Whenever we try to ask question from pageassist it first load the model and then after answering it unloads the model which is not something many want. Reason for this is because people might want to do further conversation and if for each message it will load and unload the model which it is doing right now then it is creating a very delayed conversation experience to be honest.
Even if i try to load the model permanently by changing one load parameter using curl command :

curl http://localhost:11434/api/generate -d '{"model": "llama3:8b-instruct-q5_K_M", "keep_alive": -1}'

This command i use generally to load my any particular model like in this case its llama 8b instruct one in gpu vram so that i can get faster response while doing conversations in any docker web app or different things which i use with ollama.
But as i explained above in case of pageassist EVEN IF I PRELOAD THE MODEL IN VRAM WITH ABOVE COMMAND, PAGEASSIST WILL STILL REMOVE MY PRELOADED MODEL FROM VRAM AND WILL LOAD AGAIN FOR WRITING MESSAGE AND AFTER WRITING THE MESSAGE WITH THE MODEL IT WILL AGAIN UNLOAD THE MODEL FROM VRAM WHICH IS SERIOUS ISSUE FOR ME AND MANY OTHER USERS WHO USE OLLAMA LOCAL MODELS CONSISTENTLY FOR MANY USECASES.
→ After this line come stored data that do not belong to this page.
//! Home feed and post creation/editing routes.

use axum::{
    Json, Router,
    extract::{DefaultBodyLimit, Multipart, Path, State},
    response::{IntoResponse, Redirect, Response},
    routing::get,
};
use serde::Serialize;

use super::AppState;
use super::error::{ApiError, ResultExt, validate_id};
use crate::auth::{RequireAuth, SessionState};
use crate::db::Post;

pub fn router(state: AppState) -> Router {
    Router::new()
        .route("/", get(home))
        .route("/create", get(create_page).post(create_post))
        .route("/edit/{id}", get(edit_page).post(edit_post))
        // 10MB cap for the post image plus form overhead
        .layer(DefaultBodyLimit::max(10 * 1024 * 1024))
        .with_state(state)
}

// --- Response types ---

#[derive(Serialize)]
struct PostItem {
    uuid: String,
    title: String,
    content: String,
    image: Option<String>,
    author: String,
    created_at: String,
}

#[derive(Serialize)]
struct HomePage {
    logged_in: bool,
    posts: Vec<PostItem>,
}

#[derive(Serialize)]
struct PageInfo {
    title: &'static str,
}

#[derive(Serialize)]
struct EditPage {
    uuid: String,
    title: String,
    content: String,
    image: Option<String>,
}

// --- Handlers ---

/// Home feed, newest posts first. Open to everyone; the identity only
/// decides the logged-in flag.
async fn home(
    State(state): State<AppState>,
    SessionState(identity): SessionState,
) -> Result<impl IntoResponse, ApiError> {
    let posts = state
        .db
        .posts()
        .list_newest_first()
        .await
        .db_err("Failed to list posts")?;

    Ok(Json(HomePage {
        logged_in: identity.is_authenticated(),
        posts: posts
            .into_iter()
            .map(|p| PostItem {
                uuid: p.uuid,
                title: p.title,
                content: p.content,
                image: p.image,
                author: p.author_username,
                created_at: p.created_at,
            })
            .collect(),
    }))
}

async fn create_page(RequireAuth(_user): RequireAuth) -> impl IntoResponse {
    Json(PageInfo {
        title: "Create Post",
    })
}

/// Create a post owned by the caller.
async fn create_post(
    State(state): State<AppState>,
    RequireAuth(user): RequireAuth,
    mut multipart: Multipart,
) -> Result<Response, ApiError> {
    let form = read_post_form(&mut multipart).await?;

    let (Some(title), Some(content)) = (form.title, form.content) else {
        return Err(ApiError::bad_request("Title and content are required"));
    };

    let image_ref = match form.image {
        Some((name, bytes)) => Some(
            state
                .blobs
                .save(&name, &bytes)
                .await
                .db_err("Failed to store image")?,
        ),
        None => None,
    };

    state
        .db
        .posts()
        .create(&user.user_uuid, &title, &content, image_ref.as_deref())
        .await
        .db_err("Failed to create post")?;

    Ok(Redirect::to("/").into_response())
}

async fn edit_page(
    State(state): State<AppState>,
    RequireAuth(user): RequireAuth,
    Path(id): Path<String>,
) -> Result<impl IntoResponse, ApiError> {
    let post = load_owned_post(&state, &id, &user.user_uuid).await?;

    Ok(Json(EditPage {
        uuid: post.uuid,
        title: post.title,
        content: post.content,
        image: post.image,
    }))
}

/// Apply an edit to a post the caller owns. A submission without a new
/// image clears the stored reference.
async fn edit_post(
    State(state): State<AppState>,
    RequireAuth(user): RequireAuth,
    Path(id): Path<String>,
    mut multipart: Multipart,
) -> Result<Response, ApiError> {
    let post = load_owned_post(&state, &id, &user.user_uuid).await?;

    let form = read_post_form(&mut multipart).await?;
    let (Some(title), Some(content)) = (form.title, form.content) else {
        return Err(ApiError::bad_request("Title and content are required"));
    };

    let image_ref = match form.image {
        Some((name, bytes)) => Some(
            state
                .blobs
                .save(&name, &bytes)
                .await
                .db_err("Failed to store image")?,
        ),
        None => None,
    };

    state
        .db
        .posts()
        .update(&post.uuid, &title, &content, image_ref.as_deref())
        .await
        .db_err("Failed to update post")?;

    Ok(Redirect::to("/").into_response())
}

// --- Helpers ---

/// Ownership check for edits. The order is load-bearing: a malformed id
/// never reaches the store, and authorship is never evaluated against a
/// post that does not exist.
async fn load_owned_post(
    state: &AppState,
    id: &str,
    user_uuid: &str,
) -> Result<Post, ApiError> {
    validate_id(id)?;

    let post = state
        .db
        .posts()
        .get_by_uuid(id)
        .await
        .db_err("Failed to load post")?
        .ok_or_else(|| ApiError::not_found("Post not found"))?;

    if post.author_uuid != user_uuid {
        return Err(ApiError::forbidden("You do not own this post"));
    }

    Ok(post)
}

struct PostForm {
    title: Option<String>,
    content: Option<String>,
    image: Option<(String, Vec<u8>)>,
}

async fn read_post_form(multipart: &mut Multipart) -> Result<PostForm, ApiError> {
    let mut form = PostForm {
        title: None,
        content: None,
        image: None,
    };

    while let Some(field) = multipart
        .next_field()
        .await
        .map_err(|_| ApiError::bad_request("Invalid multipart data"))?
    {
        let name = field.name().unwrap_or("").to_string();
        match name.as_str() {
            "title" => {
                form.title = Some(
                    field
                        .text()
                        .await
                        .map_err(|_| ApiError::bad_request("Failed to read title"))?,
                );
            }
            "content" => {
                form.content = Some(
                    field
                        .text()
                        .await
                        .map_err(|_| ApiError::bad_request("Failed to read content"))?,
                );
            }
            "image" => {
                let file_name = field.file_name().unwrap_or("image").to_string();
                let data = field
                    .bytes()
                    .await
                    .map_err(|_| ApiError::bad_request("Failed to read image"))?;
                if !data.is_empty() {
                    form.image = Some((file_name, data.to_vec()));
                }
            }
            _ => {}
        }
    }

    Ok(form)
}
I Believe you might have thought while creating that vram+unecessary power consumption shouldnt be there so u might have designed it to unload after writing message but still people wont get satisfactory response from local models easily so they will further conversate and even if they do get satisfactory response they might want to ask more about some things so in both of these cases they will want to do further conversations so if model is loaded and unloaded again and again after every message generation then you know how much unnecessary delayed conversation will piss off many users and i faced same thing so finally thought to share this with you so that you can change this logic and give user the option of if they wanna perma load the model and do conversations comfortably without delays caused by loading and unloading or if they wanna use for single message and unload like it is right now.
So according to users need they can switch between both options. So this will resolve the issue as far as i can think.Rest if you wanna ask more regarding this then we can do further conversations but i hope u understood what i meant.